Wingfield's grandson, Michael de la Pole, inherited the Wingfield estates. He built the fortified manor house known as Wingfield Castle, and in the later decades of the century and the early years of the next, he oversaw a massive rebuilding of the church. Only the low tower was left from Sir John's day.


You can see where the church was extended by Michael de la Pole in or around 1430. Also note the tower which was the only part of the original John Wingfield building.



The son of Michael de la Pole, John de la Pole, second Duke of Suffolk, was a notable figure in Shakespeare's Henry VI parts I and II. Wounded at Harfleur, he watched his brother die at Agincourt: All my mother came into mine eyes and gave me up to tears. 
The most powerful man in England, equivalent of Prime Minister and leader of the military, he surrendered at Orleans to Joan of Arc in person, and his family paid £20,000 for his release, roughly ten million in today's money, but a drop in the ocean to them.
John ended up in his grave rather earlier than he might have expected. Exiled for five years under tenuous circumstances, he was murdered by Henry VI's henchmen as the ship taking him into exile left Dover. 
The alabaster effigies (above) lie on an elaborate tomb chest carved around the base with quatrefoils enclosing shields. Sir John's head rests on a Saracen's head and helmet to which paint still clings. The Duchess is far less warlike; her head rests on a pillow, supported by angels. Both of the effigies are shown with their feet resting on lions. 

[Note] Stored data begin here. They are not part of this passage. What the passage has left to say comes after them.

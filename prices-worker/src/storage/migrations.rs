//! Schema for the `prices` table

use sqlx::{Executor, PgPool};
use tracing::info;

use super::RepositoryResult;

/// Idempotent schema definition
pub const MIGRATION_SQL: &str = r#"
CREATE TABLE IF NOT EXISTS prices (
    id BIGSERIAL PRIMARY KEY,
    recorded_at TIMESTAMPTZ NOT NULL,
    price NUMERIC(12, 4) NOT NULL
);

CREATE INDEX IF NOT EXISTS idx_prices_recorded_at ON prices (recorded_at);
"#;

/// Create the `prices` table and its index if missing.
pub async fn run_migrations(pool: &PgPool) -> RepositoryResult<()> {
    info!("Running price schema migrations...");

    // Multiple statements: sent through the simple query protocol
    pool.execute(MIGRATION_SQL).await?;

    info!("Price schema ready");
    Ok(())
}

At the west end of the church is a beautifully carved font in East Anglian style, dated 1407. The font bowl is carved with alternating figures of lions and angels holding heraldic shields. The stem is supported by carved figures of lions.


A device to allow you to mount your horse, with dignity, in the churchyard at St Mary`s, Wingfield.


Glorious mixture of flowers in the churchyard.